The invention provides a device for quickly identifying sensitive data, which generates an identification strategy of data to be identified according to a preset identification rule, selects a priority identification rule in the identification strategy, extracts rule data corresponding to the rule type in the data to be identified according to the rule type of the priority identification rule, scans the rule data according to the priority identification rule to obtain a priority scanning result, and finally determines whether the identification strategy result is the identification result of the data to be identified as the sensitive data or not when the priority scanning result can be calculated to obtain the identification strategy result of the identification strategy. Compared with the prior art, the embodiment of the invention selects the rule data corresponding to the rule type from the data to be identified, if the identification strategy result can be determined according to the rule data, other data in the data to be identified are not scanned, the rule data as few as possible are extracted, the data to be identified as few as possible are scanned, and the identification strategy result of whether the data to be identified is sensitive data is obtained according to the priority scanning result as few as possible, so that the resource occupation of a computer system is reduced, and the identification efficiency of the sensitive data is improved.
According to an embodiment of the present invention, a storage medium is provided, and the storage medium stores at least one executable instruction, and the computer executable instruction can execute the method for quickly identifying sensitive data in any method embodiment.
Fig. 5 is a schematic structural diagram of a computer device according to an embodiment of the present invention, and the specific embodiment of the present invention does not limit the specific implementation of the computer device.
As shown in fig. 5, the computer apparatus may include: a processor (processor)502, a Communications Interface 504, a memory 506, and a communication bus 508.
Wherein: the processor 502, communication interface 504, and memory 506 communicate with one another via a communication bus 508.
A communication interface 504 for communicating with network elements of other devices, such as clients or other servers.
The processor 502 is configured to execute the program 510, and may specifically execute the relevant steps in the above-described method embodiment for quickly identifying sensitive data.
In particular, program 510 may include program code that includes computer operating instructions.
The processor 502 may be a central processing unit CPU, or an Application Specific Integrated Circuit (ASIC), or one or more Integrated circuits configured to implement an embodiment of the present invention.

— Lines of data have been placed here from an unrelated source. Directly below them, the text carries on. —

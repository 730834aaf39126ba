use std::collections::{BTreeMap, BTreeSet};
use std::time::{Duration, Instant};

use async_trait::async_trait;
use parking_lot::RwLock;

use super::KvBackend;
use crate::StoreError;

/// In-memory backend for development and tests.
///
/// Expiry is lazy: dead entries are ignored by reads and scans and swept
/// on write. Scan cursors are offsets into the sorted live key set, which
/// reproduces the non-snapshot behavior of the real backend (keys added
/// or removed between rounds may be skipped or repeated).
#[derive(Debug, Default)]
pub struct MemoryBackend {
    entries: RwLock<BTreeMap<String, Entry>>,
    sets: RwLock<BTreeMap<String, BTreeSet<Vec<u8>>>>,
}

#[derive(Debug)]
struct Entry {
    value: Vec<u8>,
    // None when the requested expiry overflows Instant.
    expires_at: Option<Instant>,
}

impl Entry {
    fn is_expired(&self, now: Instant) -> bool {
        self.expires_at.is_some_and(|at| at <= now)
    }
}

impl MemoryBackend {
    #[must_use]
    pub fn new() -> Self {
        Self::default()
    }
}

fn matches(pattern: &str, key: &str) -> bool {
    // The keyspace only ever produces literal keys or a trailing `*`.
    pattern
        .strip_suffix('*')
        .map_or_else(|| pattern == key, |prefix| key.starts_with(prefix))
}

#[async_trait]
impl KvBackend for MemoryBackend {
    async fn put(&self, key: &str, value: &[u8], ttl: Duration) -> Result<(), StoreError> {
        let now = Instant::now();
        let mut entries = self.entries.write();

        entries.retain(|_, entry| !entry.is_expired(now));

        drop(entries.insert(
            key.to_owned(),
            Entry {
                value: value.to_vec(),
                expires_at: now.checked_add(ttl),
            },
        ));

        Ok(())
    }

    async fn delete(&self, key: &str) -> Result<(), StoreError> {
        drop(self.entries.write().remove(key));

        Ok(())
    }

    async fn get_many(&self, keys: &[String]) -> Result<Vec<Option<Vec<u8>>>, StoreError> {
        let now = Instant::now();
        let entries = self.entries.read();

        Ok(keys
            .iter()
            .map(|key| {
                entries
                    .get(key)
                    .filter(|entry| !entry.is_expired(now))
                    .map(|entry| entry.value.clone())
            })
            .collect())
    }

    async fn scan_match(
        &self,
        cursor: u64,
        pattern: &str,
        count: usize,
    ) -> Result<(u64, Vec<String>), StoreError> {
        let now = Instant::now();
        let entries = self.entries.read();

        let live: Vec<&String> = entries
            .iter()
            .filter(|(key, entry)| !entry.is_expired(now) && matches(pattern, key))
            .map(|(key, _)| key)
            .collect();

        let offset = usize::try_from(cursor).unwrap_or(usize::MAX);
        let keys: Vec<String> = live
            .iter()
            .skip(offset)
            .take(count)
            .map(|key| (*key).clone())
            .collect();

        let consumed = offset.saturating_add(keys.len());
        let next = if consumed < live.len() {
            u64::try_from(consumed).unwrap_or(u64::MAX)
        } else {
            0
        };

        Ok((next, keys))
    }

    async fn set_add(&self, set: &str, member: &[u8]) -> Result<bool, StoreError> {
        Ok(self
            .sets
            .write()
            .entry(set.to_owned())
            .or_default()
            .insert(member.to_vec()))
    }

    async fn set_card(&self, set: &str) -> Result<u64, StoreError> {
        Ok(self
            .sets
            .read()
            .get(set)
            .map_or(0, |members| u64::try_from(members.len()).unwrap_or(u64::MAX)))
    }
}
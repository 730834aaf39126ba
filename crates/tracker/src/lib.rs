//! The announce protocol: everything that happens when a peer checks in.

use std::net::IpAddr;
use std::num::NonZeroU16;
use std::sync::Arc;
use std::time::Duration;

use muster_primitives::addr::normalize_ip;
use muster_primitives::community::CommunityId;
use muster_primitives::peer::{Endpoint, PeerId, PeerRecord};
use muster_store::backend::KvBackend;
use muster_store::key::Keyspace;
use muster_store::registry::PeerRegistry;
use muster_store::statistics::Statistics;
use muster_store::StoreError;
use thiserror::Error;
use tracing::debug;
use url::Url;

pub const DEFAULT_ANNOUNCE_TTL: Duration = Duration::from_secs(15);
pub const DEFAULT_PEER_LIMIT: usize = 50;

/// How announced endpoints are represented in peer listings.
#[derive(Clone, Debug)]
pub enum EndpointFormat {
    /// Bare observed address and port, the historic wire shape.
    Ip,
    /// A URL derived from the observed address, e.g. `https://host:port/`.
    Url { scheme: String },
}

#[derive(Clone, Debug)]
pub struct TrackerConfig {
    pub announce_ttl: Duration,
    pub peer_limit: usize,
    pub endpoint_format: EndpointFormat,
}

impl Default for TrackerConfig {
    fn default() -> Self {
        Self {
            announce_ttl: DEFAULT_ANNOUNCE_TTL,
            peer_limit: DEFAULT_PEER_LIMIT,
            endpoint_format: EndpointFormat::Ip,
        }
    }
}

#[derive(Debug, Error)]
pub enum TrackerError {
    #[error(transparent)]
    Store(#[from] StoreError),

    /// Only reachable with a misconfigured endpoint scheme.
    #[error("cannot derive endpoint url: {0}")]
    Endpoint(#[source] url::ParseError),
}

/// What an announcing peer is told.
#[derive(Clone, Debug)]
pub struct Announcement {
    /// Seconds until the fresh record expires unless refreshed.
    pub ttl: Duration,
    /// Live siblings in the community, the caller excluded.
    pub peers: Vec<PeerRecord>,
    pub stats: StatsUpdate,
}

/// Cardinalities refreshed by one announce. `None` means the identifier
/// had been seen before and the count was not re-read.
#[derive(Clone, Copy, Debug, Default)]
pub struct StatsUpdate {
    pub unique_communities: Option<u64>,
    pub unique_peers: Option<u64>,
}

/// The rendezvous core, shared by every request handler.
#[derive(Clone)]
pub struct Tracker {
    registry: PeerRegistry,
    statistics: Statistics,
    config: TrackerConfig,
}

impl Tracker {
    #[must_use]
    pub fn new(backend: Arc<dyn KvBackend>, keyspace: Keyspace, config: TrackerConfig) -> Self {
        Self {
            registry: PeerRegistry::new(Arc::clone(&backend), keyspace.clone()),
            statistics: Statistics::new(backend, keyspace),
            config,
        }
    }

    /// Handle one announce: register or refresh the caller, list its
    /// siblings, refresh the first-seen statistics.
    ///
    /// The write lands before the listing, and the caller never sees
    /// itself. Any backend failure fails the whole announce; no partial
    /// response.
    pub async fn announce(
        &self,
        community: &CommunityId,
        peer: &PeerId,
        port: NonZeroU16,
        observed_addr: IpAddr,
    ) -> Result<Announcement, TrackerError> {
        let ip = normalize_ip(observed_addr);
        let record = PeerRecord {
            peer_id: peer.clone(),
            endpoint: self.endpoint(ip, port)?,
        };

        self.registry
            .upsert(community, &record, self.config.announce_ttl)
            .await?;

        let peers = self
            .registry
            .list(community, peer, self.config.peer_limit)
            .await?;

        let stats = self.refresh_statistics(community, peer).await?;

        debug!(%community, %peer, %ip, peers = peers.len(), "announce handled");

        Ok(Announcement {
            ttl: self.config.announce_ttl,
            peers,
            stats,
        })
    }

    /// Withdraw the caller's record ahead of its TTL. Idempotent. The
    /// statistics sets deliberately keep the identifiers.
    pub async fn deannounce(
        &self,
        community: &CommunityId,
        peer: &PeerId,
    ) -> Result<(), TrackerError> {
        self.registry.remove(community, peer).await?;

        debug!(%community, %peer, "deannounce handled");

        Ok(())
    }

    async fn refresh_statistics(
        &self,
        community: &CommunityId,
        peer: &PeerId,
    ) -> Result<StatsUpdate, StoreError> {
        let mut stats = StatsUpdate::default();

        if self.statistics.record_community_seen(community).await? {
            stats.unique_communities = Some(self.statistics.community_count().await?);
        }

        if self.statistics.record_peer_seen(peer).await? {
            stats.unique_peers = Some(self.statistics.peer_count().await?);
        }

        Ok(stats)
    }

    fn endpoint(&self, ip: IpAddr, port: NonZeroU16) -> Result<Endpoint, TrackerError> {
        match &self.config.endpoint_format {
            EndpointFormat::Ip => Ok(Endpoint::Socket { ip, port }),
            EndpointFormat::Url { scheme } => {
                let authority = match ip {
                    IpAddr::V4(v4) => format!("{v4}:{port}"),
                    IpAddr::V6(v6) => format!("[{v6}]:{port}"),
                };

                let url = Url::parse(&format!("{scheme}://{authority}/"))
                    .map_err(TrackerError::Endpoint)?;

                Ok(Endpoint::Url { url })
            }
        }
    }
}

The computer device includes one or more processors, which may be the same type of processor, such as one or more CPUs; or may be different types of processors such as one or more CPUs and one or more ASICs.

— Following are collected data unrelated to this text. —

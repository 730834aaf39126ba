//! Storage layer for the muster tracker: the key-value backend abstraction,
//! the keyspace conventions, the peer registry and the statistics sets.

use thiserror::Error;

pub mod backend;
pub mod key;
pub mod registry;
pub mod statistics;

#[derive(Debug, Error)]
pub enum StoreError {
    /// The backend could not be reached or refused the operation. Never
    /// retried here; callers decide whether the request dies with it.
    #[error("backend unavailable: {0}")]
    Unavailable(String),

    #[error("record serialization failed")]
    Serialize(#[from] serde_json::Error),
}
use std::net::SocketAddr;
use std::sync::Arc;

use axum::extract::ConnectInfo;
use axum::response::IntoResponse;
use axum::{Extension, Json};
use muster_server_primitives::{
    AnnounceRequest, AnnounceResponse, DeannounceRequest, DeannounceResponse, InfoResponse,
};
use serde::Serialize;
use tracing::error;

use crate::api::{ApiError, ApiResponse};
use crate::ServiceState;

pub(crate) async fn announce_handler(
    ConnectInfo(addr): ConnectInfo<SocketAddr>,
    Extension(state): Extension<Arc<ServiceState>>,
    Json(request): Json<AnnounceRequest>,
) -> impl IntoResponse {
    let outcome = state
        .tracker
        .announce(
            &request.community_id,
            &request.peer_id,
            request.port,
            addr.ip(),
        )
        .await;

    match outcome {
        Ok(announcement) => {
            state.metrics.observe(&announcement.stats);

            ApiResponse {
                payload: AnnounceResponse {
                    ttl: announcement.ttl.as_secs(),
                    peers: announcement.peers,
                },
            }
            .into_response()
        }
        Err(err) => {
            error!(%err, community = %request.community_id, "announce failed");

            ApiError::from(err).into_response()
        }
    }
}

pub(crate) async fn deannounce_handler(
    Extension(state): Extension<Arc<ServiceState>>,
    Json(request): Json<DeannounceRequest>,
) -> impl IntoResponse {
    match state
        .tracker
        .deannounce(&request.community_id, &request.peer_id)
        .await
    {
        Ok(()) => ApiResponse {
            payload: DeannounceResponse::default(),
        }
        .into_response(),
        Err(err) => {
            error!(%err, community = %request.community_id, "deannounce failed");

            ApiError::from(err).into_response()
        }
    }
}

pub(crate) async fn info_handler() -> impl IntoResponse {
    ApiResponse {
        payload: InfoResponse {
            name: "muster".to_owned(),
            version: env!("CARGO_PKG_VERSION").to_owned(),
        },
    }
    .into_response()
}

#[derive(Debug, Serialize)]
struct GetHealthResponse {
    data: HealthStatus,
}

#[derive(Debug, Serialize)]
struct HealthStatus {
    status: String,
}

pub(crate) async fn health_check_handler() -> impl IntoResponse {
    ApiResponse {
        payload: GetHealthResponse {
            data: HealthStatus {
                status: "alive".to_owned(),
            },
        },
    }
    .into_response()
}
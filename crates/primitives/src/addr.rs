use std::net::IpAddr;

/// Canonicalize an observed peer address.
///
/// Dual-stack listeners report IPv4 clients as IPv4-mapped IPv6
/// (`::ffff:a.b.c.d`); those collapse to the embedded IPv4 address so the
/// stored endpoint matches what other peers can actually dial. Everything
/// else, including genuine IPv6, passes through unchanged.
#[must_use]
pub fn normalize_ip(addr: IpAddr) -> IpAddr {
    match addr {
        IpAddr::V4(_) => addr,
        IpAddr::V6(v6) => v6.to_ipv4_mapped().map_or(addr, IpAddr::V4),
    }
}

#[cfg(test)]
mod tests {
    use std::net::{IpAddr, Ipv4Addr, Ipv6Addr};

    use super::normalize_ip;

    #[test]
    fn ipv4_passes_through() {
        let addr = IpAddr::V4(Ipv4Addr::new(203, 0, 113, 5));
        assert_eq!(normalize_ip(addr), addr);
    }

    #[test]
    fn ipv4_mapped_collapses() {
        let addr: IpAddr = "::ffff:203.0.113.5".parse().unwrap();
        assert_eq!(
            normalize_ip(addr),
            IpAddr::V4(Ipv4Addr::new(203, 0, 113, 5))
        );
    }

    #[test]
    fn plain_ipv6_passes_through() {
        let addr = IpAddr::V6(Ipv6Addr::new(0x2001, 0xdb8, 0, 0, 0, 0, 0, 1));
        assert_eq!(normalize_ip(addr), addr);
    }

    #[test]
    fn ipv4_compatible_is_not_collapsed() {
        // `::a.b.c.d` is deprecated IPv4-compatible, not IPv4-mapped.
        let addr: IpAddr = "::203.0.113.5".parse().unwrap();
        assert_eq!(normalize_ip(addr), addr);
    }
}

And a memory 506 for storing a program 510. The memory 506 may comprise high-speed RAM memory, and may also include non-volatile memory (non-volatile memory), such as at least one disk memory.
The program 510 may specifically be used to cause the processor 502 to perform the following operations:
generating an identification strategy of data to be identified according to a preset identification rule, and selecting a priority identification rule in the identification strategy;
extracting rule data corresponding to the rule type in the data to be identified according to the rule type of the priority identification rule;
scanning the rule data according to a priority identification rule to obtain a priority scanning result;
and when the identification strategy result of the identification strategy can be obtained by calculation according to the priority scanning result, determining whether the identification strategy result is the identification result of whether the data to be identified is sensitive data.
It will be apparent to those skilled in the art that the modules or steps of the present invention described above may be implemented by a general purpose computing device, they may be centralized on a single computing device or distributed across a network of multiple computing devices, and alternatively, they may be implemented by program code executable by a computing device, such that they may be stored in a storage device and executed by a computing device, and in some cases, the steps shown or described may be performed in an order different than that described herein, or they may be separately fabricated into individual integrated circuit modules, or multiple ones of them may be fabricated into a single integrated circuit module. Thus, the present invention is not limited to any specific combination of hardware and software.
The above description is only a preferred embodiment of the present invention and is not intended to limit the present invention, and various modifications and changes may be made by those skilled in the art. Any modification, equivalent replacement, or improvement made within the spirit and principle of the present invention should be included in the protection scope of the present invention.

Claims (12)

1. A method for quickly identifying sensitive data, comprising:
generating an identification strategy of data to be identified according to a preset identification rule, and selecting a priority identification rule in the identification strategy;
extracting rule data corresponding to the rule type in the data to be identified according to the rule type of the priority identification rule;
scanning the rule data according to a priority identification rule to obtain a priority scanning result;
and when the identification strategy result of the identification strategy can be obtained by calculation according to the priority scanning result, determining whether the identification strategy result is the identification result of whether the data to be identified is sensitive data.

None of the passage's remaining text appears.